Tous ces qualificatifs et les surnoms donnés à nos scarabées, qu’ils soient nécrophores, enterreurs, exterminateurs, disséqueurs, voire ensevelisseurs, montrent qu’ils étaient perçus comme des animaux liés à la mort et se nourrissant des morts. Aussi n’est-il guère étonnant que fût tiré du latin scarabeus, le nom carabin. Pour l’origine de ce dernier, on a plusieurs hypothèses. Carabin désigna d’abord un soldat armé à la légère et intervenant dans de brèves escarmouches.

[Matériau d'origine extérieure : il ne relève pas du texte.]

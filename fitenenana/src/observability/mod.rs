//! Logging setup
//!
//! Structured logging through `tracing`: pretty output in debug builds, JSON
//! in release builds, filtered by `RUST_LOG` when set.

use tracing_subscriber::{layer::SubscriberExt, util::SubscriberInitExt, EnvFilter};

/// Default filter when `RUST_LOG` is unset
#[must_use]
pub fn default_filter() -> &'static str {
    if cfg!(debug_assertions) {
        "info,fitenenana=debug,tower_http=debug"
    } else {
        "info"
    }
}

/// Initialize the global subscriber
///
/// # Example
///
/// ```rust,no_run
/// use fitenenana::observability;
///
/// # fn main() -> anyhow::Result<()> {
/// observability::init()?;
/// tracing::info!("Application started");
/// # Ok(())
/// # }
/// ```
///
/// # Errors
///
/// Returns an error if a global subscriber is already installed
pub fn init() -> anyhow::Result<()> {
    let env_filter =
        EnvFilter::try_from_default_env().unwrap_or_else(|_| EnvFilter::new(default_filter()));

    #[cfg(debug_assertions)]
    {
        tracing_subscriber::registry()
            .with(env_filter)
            .with(tracing_subscriber::fmt::layer().pretty())
            .try_init()?;
    }

    #[cfg(not(debug_assertions))]
    {
        tracing_subscriber::registry()
            .with(env_filter)
            .with(tracing_subscriber::fmt::layer().json())
            .try_init()?;
    }

    Ok(())
}

#[cfg(test)]
mod tests {
    use super::*;

    #[test]
    fn test_default_filter_parses() {
        assert!(EnvFilter::try_new(default_filter()).is_ok());
    }
}
//! Request handlers

use askama::Template;
use axum::{
    extract::{Path, State},
    http::{header, HeaderMap, HeaderValue, StatusCode},
    response::{Html, IntoResponse, Redirect, Response},
    Form,
};
use serde::Deserialize;

use super::{
    ready_catalogue, CaseSelectionPage, EditorPage, ErrorPage, ExportPayload, PreviewPage,
};
use crate::engine::FieldId;
use crate::error::FitenenanaError;
use crate::export::web::{web_chain, ClientCapabilities};
use crate::export::ExportDocument;
use crate::extractors::CurrentSession;
use crate::htmx::{ExportEventDetail, HxRefresh, HxRequest};
use crate::session::{SessionError, SessionId, SessionState};
use crate::state::AppState;
use crate::template::HxTemplate;

/// Live text posted by an editable span
#[derive(Debug, Deserialize)]
pub struct EditForm {
    /// Current text content of the span
    #[serde(default)]
    pub value: String,
}

/// `GET /`: case selection, or the error screen
pub async fn index(State(state): State<AppState>, HxRequest(is_htmx): HxRequest) -> Response {
    match ready_catalogue(&state) {
        Ok(catalogue) => CaseSelectionPage::new(&catalogue).render_htmx(is_htmx),
        Err(kind) => ErrorPage::new(kind).render_htmx(is_htmx),
    }
}

/// `POST /cases/{case_id}`: start a session on a template
///
/// An unknown case is logged and answered with 204, leaving the page as is.
pub async fn select_case(
    State(state): State<AppState>,
    CurrentSession(id): CurrentSession,
    HxRequest(is_htmx): HxRequest,
    Path(case_id): Path<String>,
) -> Response {
    let catalogue = match ready_catalogue(&state) {
        Ok(catalogue) => catalogue,
        Err(kind) => return ErrorPage::new(kind).render_htmx(is_htmx),
    };

    if state.sessions().select_case(&id, &catalogue, &case_id).is_err() {
        return StatusCode::NO_CONTENT.into_response();
    }

    render_session(&state, &id, is_htmx, EditorPage::from_session)
}

/// `GET /editor`: the editor for the selected template
pub async fn editor(
    State(state): State<AppState>,
    CurrentSession(id): CurrentSession,
    HxRequest(is_htmx): HxRequest,
) -> Response {
    render_session(&state, &id, is_htmx, EditorPage::from_session)
}

/// `POST /edit/field/{step}/{field}`: record a field's live text
pub async fn edit_field(
    State(state): State<AppState>,
    CurrentSession(id): CurrentSession,
    Path((step, field)): Path<(usize, usize)>,
    Form(form): Form<EditForm>,
) -> Result<StatusCode, FitenenanaError> {
    state
        .sessions()
        .update(&id, |session| session.set_field(FieldId::new(step, field), form.value))?;
    Ok(StatusCode::NO_CONTENT)
}

/// `POST /edit/variable/{name}`: record a variable's current value
pub async fn edit_variable(
    State(state): State<AppState>,
    CurrentSession(id): CurrentSession,
    Path(name): Path<String>,
    Form(form): Form<EditForm>,
) -> Result<StatusCode, FitenenanaError> {
    state
        .sessions()
        .update(&id, |session| session.set_variable(&name, form.value))?;
    Ok(StatusCode::NO_CONTENT)
}

/// `GET /preview`: the flattened document
pub async fn preview(
    State(state): State<AppState>,
    CurrentSession(id): CurrentSession,
    HxRequest(is_htmx): HxRequest,
) -> Response {
    render_session(&state, &id, is_htmx, PreviewPage::from_session)
}

/// `POST /export`: pick a delivery strategy for the document
///
/// Answers with the document text and an event telling the page which
/// strategy to carry out.
pub async fn export(
    State(state): State<AppState>,
    CurrentSession(id): CurrentSession,
    Form(capabilities): Form<ClientCapabilities>,
) -> Result<Response, FitenenanaError> {
    let document = state.sessions().read(&id, ExportDocument::from_session)?;
    let delivery = web_chain(&capabilities).deliver(&document).await?;
    let trigger = ExportEventDetail::new(&delivery, &document).into_trigger()?;
    let payload = ExportPayload {
        text: document.text,
    }
    .render()?;

    Ok((trigger, Html(payload)).into_response())
}

/// `GET /export/download`: the document as a text attachment
pub async fn download(
    State(state): State<AppState>,
    CurrentSession(id): CurrentSession,
) -> Result<Response, FitenenanaError> {
    let document = state.sessions().read(&id, ExportDocument::from_session)?;

    let mut headers = HeaderMap::new();
    headers.insert(
        header::CONTENT_TYPE,
        HeaderValue::from_static("text/plain; charset=utf-8"),
    );
    if let Ok(value) = HeaderValue::from_str(&content_disposition(&document.filename)) {
        headers.insert(header::CONTENT_DISPOSITION, value);
    }

    Ok((StatusCode::OK, headers, document.text).into_response())
}

/// `POST /retry`: load the catalogue again and reload the application
pub async fn retry(State(state): State<AppState>, HxRequest(is_htmx): HxRequest) -> Response {
    match state.reload().await {
        Ok(()) if is_htmx => (HxRefresh(true), Html("")).into_response(),
        Ok(()) => Redirect::to("/").into_response(),
        Err(err) => ErrorPage::new(err.kind()).render_htmx(is_htmx),
    }
}

/// Render a session-backed screen
///
/// Falls back to the error screen when the catalogue is unavailable and to
/// case selection when no case has been selected.
fn render_session<T: Template>(
    state: &AppState,
    id: &SessionId,
    is_htmx: bool,
    page: impl FnOnce(&SessionState) -> T,
) -> Response {
    let catalogue = match ready_catalogue(state) {
        Ok(catalogue) => catalogue,
        Err(kind) => return ErrorPage::new(kind).render_htmx(is_htmx),
    };

    match state.sessions().read(id, page) {
        Ok(page) => page.render_htmx(is_htmx),
        Err(SessionError::NoSelection) => CaseSelectionPage::new(&catalogue).render_htmx(is_htmx),
        Err(err) => FitenenanaError::from(err).into_response(),
    }
}

/// `attachment` disposition with an ASCII fallback name and the UTF-8 name
fn content_disposition(filename: &str) -> String {
    let fallback: String = filename
        .chars()
        .map(|c| if c.is_ascii_graphic() && c != '"' && c != '\\' { c } else { '_' })
        .collect();
    let encoded: String = filename
        .bytes()
        .map(|b| {
            if b.is_ascii_alphanumeric() || b"-._~".contains(&b) {
                char::from(b).to_string()
            } else {
                format!("%{b:02X}")
            }
        })
        .collect();

    format!("attachment; filename=\"{fallback}\"; filename*=UTF-8''{encoded}")
}
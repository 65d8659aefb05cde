//! Application state
//!
//! Shared by every handler: configuration, the catalogue (or the reason it
//! could not be loaded) and the session store.

use std::sync::Arc;

use parking_lot::RwLock;

use crate::catalogue::{Catalogue, CatalogueLoader, FailureKind, LoadError};
use crate::config::FitenenanaConfig;
use crate::session::SessionStore;

/// Outcome of the last catalogue load
#[derive(Debug, Clone)]
pub enum CatalogueStatus {
    /// Catalogue loaded and usable
    Ready(Arc<Catalogue>),
    /// Load failed; every screen shows the error screen
    Failed(FailureKind),
}

/// Shared application state
#[derive(Debug, Clone)]
pub struct AppState {
    config: Arc<FitenenanaConfig>,
    loader: Arc<CatalogueLoader>,
    catalogue: Arc<RwLock<CatalogueStatus>>,
    sessions: SessionStore,
}

impl AppState {
    /// Build the state and load the catalogue
    ///
    /// A load failure does not fail initialization; it is recorded as
    /// [`CatalogueStatus::Failed`].
    pub async fn initialize(config: FitenenanaConfig) -> Self {
        let state = Self::with_status(config, CatalogueStatus::Failed(FailureKind::Unavailable));
        // Failure already logged and recorded by reload
        let _ = state.reload().await;
        state
    }

    /// Build the state around an already-loaded catalogue
    #[must_use]
    pub fn with_catalogue(config: FitenenanaConfig, catalogue: Catalogue) -> Self {
        Self::with_status(config, CatalogueStatus::Ready(Arc::new(catalogue)))
    }

    /// Build the state with an explicit catalogue status
    #[must_use]
    pub fn with_status(config: FitenenanaConfig, status: CatalogueStatus) -> Self {
        let loader = CatalogueLoader::new(config.catalogue.source(), config.catalogue.validator());
        let sessions = SessionStore::new(config.session.max_age());

        Self {
            config: Arc::new(config),
            loader: Arc::new(loader),
            catalogue: Arc::new(RwLock::new(status)),
            sessions,
        }
    }

    /// Application configuration
    #[must_use]
    pub fn config(&self) -> &FitenenanaConfig {
        &self.config
    }

    /// Current catalogue status
    #[must_use]
    pub fn catalogue(&self) -> CatalogueStatus {
        self.catalogue.read().clone()
    }

    /// Session store
    #[must_use]
    pub const fn sessions(&self) -> &SessionStore {
        &self.sessions
    }

    /// Load the catalogue again, replacing the current status
    ///
    /// # Errors
    ///
    /// Returns the load error; the status is then [`CatalogueStatus::Failed`]
    pub async fn reload(&self) -> Result<(), LoadError> {
        match self.loader.load().await {
            Ok(loaded) => {
                *self.catalogue.write() = CatalogueStatus::Ready(loaded.catalogue);
                Ok(())
            }
            Err(err) => {
                *self.catalogue.write() = CatalogueStatus::Failed(err.kind());
                Err(err)
            }
        }
    }
}
//! Askama rendering with HTMX partial detection
//!
//! Every screen template extends `layout.html`, which wraps the screen body in
//! partial markers. Full page loads get the whole document; htmx requests get
//! only the marked screen body, swapped into `#app`.
//!
//! # Examples
//!
//! ```rust
//! use askama::Template;
//! use fitenenana::template::HxTemplate;
//! use fitenenana::htmx::HxRequest;
//!
//! #[derive(Template)]
//! #[template(source = "<h1>{{ title }}</h1>", ext = "html")]
//! struct TitleTemplate {
//!     title: String,
//! }
//!
//! async fn index(HxRequest(is_htmx): HxRequest) -> impl axum::response::IntoResponse {
//!     TitleTemplate { title: "Fitenenana".to_string() }.render_htmx(is_htmx)
//! }
//! ```

use askama::Template;
use axum::{
    http::StatusCode,
    response::{Html, IntoResponse, Response},
};

pub mod extractor;

pub use extractor::extract_partial;

/// Rendering helpers for askama templates
pub trait HxTemplate: Template {
    /// Render the full page, or only the partial for htmx requests
    fn render_htmx(self, is_htmx: bool) -> Response
    where
        Self: Sized,
    {
        match self.render() {
            Ok(html) if is_htmx => Html(extract_partial(&html).into_owned()).into_response(),
            Ok(html) => Html(html).into_response(),
            Err(err) => render_failed(&err),
        }
    }

    /// Render the whole template
    fn render_html(self) -> Response
    where
        Self: Sized,
    {
        match self.render() {
            Ok(html) => Html(html).into_response(),
            Err(err) => render_failed(&err),
        }
    }
}

impl<T> HxTemplate for T where T: Template {}

fn render_failed(err: &askama::Error) -> Response {
    tracing::error!("Template rendering error: {}", err);
    (
        StatusCode::INTERNAL_SERVER_ERROR,
        "Template rendering failed",
    )
        .into_response()
}
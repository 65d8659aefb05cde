//! Testing utilities
//!
//! - [`TestServer`]: wrapper around `axum-test` for router tests
//! - HTMX assertion helpers
//! - [`fixture_catalogue`]: a small two-case catalogue

pub mod assertions;
pub mod server;

pub use assertions::*;
pub use server::TestServer;

use crate::catalogue::{Catalogue, EditableField, Step, StepLabel, Template, Variables};

/// Catalogue with `fiterahana` (two steps, a field and a variable) and an
/// empty `didi-poatra`
#[must_use]
pub fn fixture_catalogue() -> Catalogue {
    Catalogue::default()
        .with(
            "fiterahana",
            Template {
                title: "Fiterahana Zaza".to_string(),
                variables: Variables::new().with("zaza", "Koto"),
                steps: vec![
                    Step {
                        id: StepLabel::from(1),
                        title: "Fiarahabana".to_string(),
                        content: "Ry \"havana\", teraka i Koto.".to_string(),
                        editable_fields: vec![EditableField::new("havana")],
                    },
                    Step {
                        id: StepLabel::from(2),
                        title: "Famaranana".to_string(),
                        content: "Misaotra.".to_string(),
                        editable_fields: Vec::new(),
                    },
                ],
            },
        )
        .with(
            "didi-poatra",
            Template {
                title: "Didi-poatra".to_string(),
                ..Template::default()
            },
        )
}
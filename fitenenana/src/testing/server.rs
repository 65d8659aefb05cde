//! Test server utilities using axum-test

use axum::Router;

/// Thin wrapper around `axum_test::TestServer`
pub struct TestServer {
    inner: axum_test::TestServer,
}

impl TestServer {
    /// Create a new test server from an Axum router
    ///
    /// # Errors
    ///
    /// Returns an error if the server cannot be started
    pub fn new(app: Router) -> anyhow::Result<Self> {
        let inner = axum_test::TestServer::new(app)?;
        Ok(Self { inner })
    }

    /// Make a GET request to the server
    pub fn get(&self, path: &str) -> axum_test::TestRequest {
        self.inner.get(path)
    }

    /// Make a POST request to the server
    pub fn post(&self, path: &str) -> axum_test::TestRequest {
        self.inner.post(path)
    }

    /// Get the inner `axum_test::TestServer` for advanced usage
    #[must_use]
    pub const fn inner(&self) -> &axum_test::TestServer {
        &self.inner
    }
}

#[cfg(test)]
mod tests {
    use super::*;
    use axum::routing::get;

    #[tokio::test]
    async fn test_server_creation() {
        let app = Router::new().route("/", get(|| async { "Salama" }));
        let server = TestServer::new(app).unwrap();

        let response = server.get("/").await;

        response.assert_status_ok();
        assert_eq!(response.text(), "Salama");
    }
}
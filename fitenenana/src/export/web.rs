//! Browser export sinks
//!
//! Share and clipboard only exist in the browser, so the server decides the
//! strategy from what the client reports and hands the document back for the
//! page to deliver. When the client-side attempt fails, the page asks again
//! with the failed strategy listed in `skip` and the chain moves on.

use std::collections::HashSet;

use async_trait::async_trait;
use serde::Deserialize;

use super::{Delivery, ExportChain, ExportDocument, ExportError, ExportSink, SinkKind};

/// Download endpoint served alongside the export payload
pub const DOWNLOAD_PATH: &str = "/export/download";

/// Capabilities reported by the browser with an export request
#[derive(Debug, Clone, Default, PartialEq, Eq, Deserialize)]
#[serde(default)]
pub struct ClientCapabilities {
    /// `navigator.share` is available
    pub share: bool,
    /// `navigator.clipboard.writeText` is available
    pub clipboard: bool,
    /// Comma-separated strategies that already failed on the client
    pub skip: String,
}

impl ClientCapabilities {
    /// Strategies the client asked to skip; unknown names are ignored
    #[must_use]
    pub fn skipped(&self) -> HashSet<SinkKind> {
        self.skip
            .split(',')
            .filter(|name| !name.trim().is_empty())
            .filter_map(|name| name.parse().ok())
            .collect()
    }
}

/// A strategy carried out by the page
#[derive(Debug, Clone, Copy, PartialEq, Eq)]
pub struct ClientSink {
    kind: SinkKind,
    available: bool,
}

impl ClientSink {
    /// Create a client-side sink
    #[must_use]
    pub const fn new(kind: SinkKind, available: bool) -> Self {
        Self { kind, available }
    }
}

#[async_trait]
impl ExportSink for ClientSink {
    fn kind(&self) -> SinkKind {
        self.kind
    }

    fn is_available(&self) -> bool {
        self.available
    }

    async fn deliver(&self, _document: &ExportDocument) -> Result<Delivery, ExportError> {
        let delivery = Delivery::new(self.kind);
        Ok(match self.kind {
            SinkKind::Download => delivery.at(DOWNLOAD_PATH),
            SinkKind::Share | SinkKind::Clipboard => delivery,
        })
    }
}

/// Share, then clipboard, then download, as far as the client allows
///
/// Download is always available.
#[must_use]
pub fn web_chain(capabilities: &ClientCapabilities) -> ExportChain {
    let skipped = capabilities.skipped();
    let sink = |kind: SinkKind, capable: bool| ClientSink::new(kind, capable && !skipped.contains(&kind));

    ExportChain::new()
        .with(sink(SinkKind::Share, capabilities.share))
        .with(sink(SinkKind::Clipboard, capabilities.clipboard))
        .with(sink(SinkKind::Download, true))
}
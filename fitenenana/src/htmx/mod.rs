//! HTMX request extractors and response helpers
//!
//! Built on `axum-htmx`. The page script listens for the client events named
//! here and performs the browser-side half of an export.

pub use axum_htmx::{HxEvent, HxRefresh, HxRequest, HxResponseTrigger};
use serde::Serialize;

use crate::export::{Delivery, ExportDocument, SinkKind};

/// Event raised for a share delivery
pub const SHARE_EVENT: &str = "fitenenana:share";
/// Event raised for a clipboard delivery
pub const COPY_EVENT: &str = "fitenenana:copy";
/// Event raised for a download delivery
pub const DOWNLOAD_EVENT: &str = "fitenenana:download";

/// Client event name for a delivery kind
#[must_use]
pub const fn export_event(kind: SinkKind) -> &'static str {
    match kind {
        SinkKind::Share => SHARE_EVENT,
        SinkKind::Clipboard => COPY_EVENT,
        SinkKind::Download => DOWNLOAD_EVENT,
    }
}

/// Detail payload of an export event
#[derive(Debug, Clone, PartialEq, Eq, Serialize)]
pub struct ExportEventDetail {
    /// Strategy chosen by the server
    pub sink: SinkKind,
    /// Confirmation message
    pub message: String,
    /// Document title (share sheet title)
    pub title: String,
    /// Download file name
    pub filename: String,
    /// Download URL, for download deliveries
    pub location: Option<String>,
}

impl ExportEventDetail {
    /// Detail for a delivery of `document`
    #[must_use]
    pub fn new(delivery: &Delivery, document: &ExportDocument) -> Self {
        Self {
            sink: delivery.kind,
            message: delivery.message.clone(),
            title: document.title.clone(),
            filename: document.filename.clone(),
            location: delivery.location.clone(),
        }
    }

    /// `HX-Trigger-After-Settle` response carrying this detail
    ///
    /// Raised after settling so the swapped export payload is in the page
    /// when the event handler runs.
    ///
    /// # Errors
    ///
    /// Returns an error if the detail cannot be serialized
    pub fn into_trigger(self) -> Result<HxResponseTrigger, serde_json::Error> {
        let event = HxEvent::new_with_data(export_event(self.sink), self)?;
        Ok(HxResponseTrigger::after_settle([event]))
    }
}

#[cfg(test)]
mod tests {
    use super::*;

    #[test]
    fn test_event_names() {
        assert_eq!(export_event(SinkKind::Share), "fitenenana:share");
        assert_eq!(export_event(SinkKind::Clipboard), "fitenenana:copy");
        assert_eq!(export_event(SinkKind::Download), "fitenenana:download");
    }

    #[test]
    fn test_detail_serializes_sink_in_lowercase() {
        let document = ExportDocument::assemble("Fiterahana Zaza", &[]);
        let detail = ExportEventDetail::new(&Delivery::new(SinkKind::Clipboard), &document);

        let json = serde_json::to_value(&detail).unwrap();

        assert_eq!(json["sink"], "clipboard");
        assert_eq!(json["filename"], "Fiterahana_Zaza.txt");
        assert_eq!(json["message"], "Nadika tao amin'ny clipboard!");
    }
}
impl<'de> Deserialize<'de> for StepLabel {
    fn deserialize<D: Deserializer<'de>>(deserializer: D) -> Result<Self, D::Error> {
        Ok(Self(scalar_text(serde_json::Value::deserialize(deserializer)?)))
    }
}

/// Display text of a JSON value: strings as-is, `null` empty, others as JSON
fn scalar_text(value: serde_json::Value) -> String {
    match value {
        serde_json::Value::String(s) => s,
        serde_json::Value::Null => String::new(),
        other => other.to_string(),
    }
}

/// `null` reads as the type's default
fn null_as_default<'de, D, T>(deserializer: D) -> Result<T, D::Error>
where
    D: Deserializer<'de>,
    T: Deserialize<'de> + Default,
{
    Option::<T>::deserialize(deserializer).map(Option::unwrap_or_default)
}

/// Ordered variable name → value mapping
///
/// Keeps document order so that placeholder placement is deterministic.
/// Non-string JSON values are stored through their JSON text.
#[derive(Debug, Clone, Default, PartialEq, Eq)]
pub struct Variables(Vec<(String, String)>);

impl Variables {
    /// Create an empty mapping
    #[must_use]
    pub const fn new() -> Self {
        Self(Vec::new())
    }

    /// Builder-style insert, replacing an existing value in place
    #[must_use]
    pub fn with(mut self, name: impl Into<String>, value: impl Into<String>) -> Self {
        self.insert(name, value);
        self
    }

    /// Insert or replace a value; new names are appended
    pub fn insert(&mut self, name: impl Into<String>, value: impl Into<String>) {
        let name = name.into();
        let value = value.into();
        match self.0.iter_mut().find(|(existing, _)| *existing == name) {
            Some(slot) => slot.1 = value,
            None => self.0.push((name, value)),
        }
    }

    /// Replace the value of an existing variable
    ///
    /// Returns `false` (and changes nothing) if the name is unknown.
    pub fn set(&mut self, name: &str, value: impl Into<String>) -> bool {
        match self.0.iter_mut().find(|(existing, _)| existing == name) {
            Some(slot) => {
                slot.1 = value.into();
                true
            }
            None => false,
        }
    }

    /// Look up a value by name
    #[must_use]
    pub fn get(&self, name: &str) -> Option<&str> {
        self.0
            .iter()
            .find(|(existing, _)| existing == name)
            .map(|(_, value)| value.as_str())
    }

    /// Iterate over `(name, value)` pairs in document order
    pub fn iter(&self) -> impl Iterator<Item = (&str, &str)> {
        self.0.iter().map(|(name, value)| (name.as_str(), value.as_str()))
    }

    /// Number of variables
    #[must_use]
    pub fn len(&self) -> usize {
        self.0.len()
    }

    /// Whether there are no variables
    #[must_use]
    pub fn is_empty(&self) -> bool {
        self.0.is_empty()
    }
}

impl Serialize for Variables {
    fn serialize<S: Serializer>(&self, serializer: S) -> Result<S::Ok, S::Error> {
        let mut map = serializer.serialize_map(Some(self.0.len()))?;
        for (name, value) in &self.0 {
            map.serialize_entry(name, value)?;
        }
        map.end()
    }
}

impl<'de> Deserialize<'de> for Variables {
    fn deserialize<D: Deserializer<'de>>(deserializer: D) -> Result<Self, D::Error> {
        struct VariablesVisitor;

        impl<'de> Visitor<'de> for VariablesVisitor {
            type Value = Variables;

            fn expecting(&self, f: &mut fmt::Formatter<'_>) -> fmt::Result {
                f.write_str("a map of variable names to display values")
            }

            fn visit_map<A: MapAccess<'de>>(self, mut access: A) -> Result<Variables, A::Error> {
                let mut variables = Variables::new();
                while let Some((name, value)) =
                    access.next_entry::<String, serde_json::Value>()?
                {
                    variables.insert(name, scalar_text(value));
                }
                Ok(variables)
            }
        }

        deserializer.deserialize_map(VariablesVisitor)
    }
}

/// One catalogue entry
#[derive(Debug, Clone)]
pub struct CatalogueEntry {
    /// Case identifier (catalogue key)
    pub case_id: String,
    /// The shared, read-only template
    pub template: Arc<Template>,
}

/// Ordered mapping from case identifier to template
#[derive(Debug, Clone, Default)]
pub struct Catalogue {
    entries: Vec<CatalogueEntry>,
}

impl Catalogue {
    /// Build a catalogue from parsed document entries
    ///
    /// Entries that cannot be read as a [`Template`] are skipped and reported
    /// as [`ValidationWarning::Unreadable`]; the rest of the catalogue stays
    /// usable.
    #[must_use]
    pub fn from_document(document: &CatalogueDocument) -> (Self, Vec<ValidationWarning>) {
        let mut catalogue = Self::default();
        let mut skipped = Vec::new();

        for (case_id, value) in document.entries() {
            match serde_json::from_value::<Template>(value.clone()) {
                Ok(template) => catalogue.insert(case_id.clone(), template),
                Err(err) => skipped.push(ValidationWarning::Unreadable {
                    case_id: case_id.clone(),
                    reason: err.to_string(),
                }),
            }
        }

        (catalogue, skipped)
    }

    /// Insert or replace a template
    pub fn insert(&mut self, case_id: impl Into<String>, template: Template) {
        let case_id = case_id.into();
        let template = Arc::new(template);
        match self.entries.iter_mut().find(|entry| entry.case_id == case_id) {
            Some(entry) => entry.template = template,
            None => self.entries.push(CatalogueEntry { case_id, template }),
        }
    }

    /// Builder-style [`insert`](Self::insert)
    #[must_use]
    pub fn with(mut self, case_id: impl Into<String>, template: Template) -> Self {
        self.insert(case_id, template);
        self
    }

    /// Look up a template by case identifier
    #[must_use]
    pub fn get(&self, case_id: &str) -> Option<&Arc<Template>> {
        self.entries
            .iter()
            .find(|entry| entry.case_id == case_id)
            .map(|entry| &entry.template)
    }

    /// Whether a case identifier is present
    #[must_use]
    pub fn contains(&self, case_id: &str) -> bool {
        self.get(case_id).is_some()
    }

    /// Entries in document order
    #[must_use]
    pub fn entries(&self) -> &[CatalogueEntry] {
        &self.entries
    }

    /// Case identifiers in document order
    #[must_use]
    pub fn case_ids(&self) -> Vec<&str> {
        self.entries.iter().map(|entry| entry.case_id.as_str()).collect()
    }

    /// Number of templates
    #[must_use]
    pub fn len(&self) -> usize {
        self.entries.len()
    }

    /// Whether the catalogue is empty
    #[must_use]
    pub fn is_empty(&self) -> bool {
        self.entries.is_empty()
    }
}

Cette habitude de ne pas s’attarder au combat donna naissance à une expression dont on peut regretter qu’elle ne soit plus guère en usage aujourd’hui, peut-être parce que l’on craint que des esprits peu délicats en fassent une fallacieuse interprétation, il s’agit de tirer son coup en carabin, qui s’employait comme on pouvait le lire dans les éditions anciennes du Dictionnaire de l’Académie française, pour qualifier un « homme qui dans la conversation, dans une dispute ne fait que jeter que quelques mots vifs & puis se taît ou s’en va ». Le nom carabin fut ensuite donné par dérision aux chirurgiens. On appelait en effet autrefois les aides chirurgiens carabins de Saint-Côme, du nom du patron des chirurgiens et des médecins et qui était aussi en ce temps-là celui de l’école de chirurgie de Paris. Comme les scarabées nécrophages, les carabins s’employaient à escamoter les cadavres.

George Sand en parle dans Histoire de ma vie, quand elle évoque « … les têtes que la guillotine envoyait aux carabins ». Et on lit dans Les Bohémiens, de Béranger : « Quand nous mourons, vieux ou bambin / On vend le corps au carabin. »

Mais Littré nous propose une autre explication : « À l’époque des pestes qui ont sévi à Montélimar en 1543 et en 1583, dans les délibérations du conseil municipal et dans les actes des notaires de 1543 et 1583, on rencontre souvent escarrabi, escarrabine dans le sens d’infirmier, infirmière ; certains documents disent aussi que les escarrabi étaient chargés d’ensevelir les morts. »

Quelle déchéance ! Nos insectes perçus jadis comme un symbole du soleil qui servent à former le nom de quelque trafiquant de cadavres. Mais quelle renaissance aussi dans les années 1960, grâce à un mot-valise créé chez nos voisins d’outre-Manche, Beatles, formé à partir du nom anglais du scarabée, beetle, et de beat, « battement », qui procura une gloire universelle à nos sympathiques bestioles.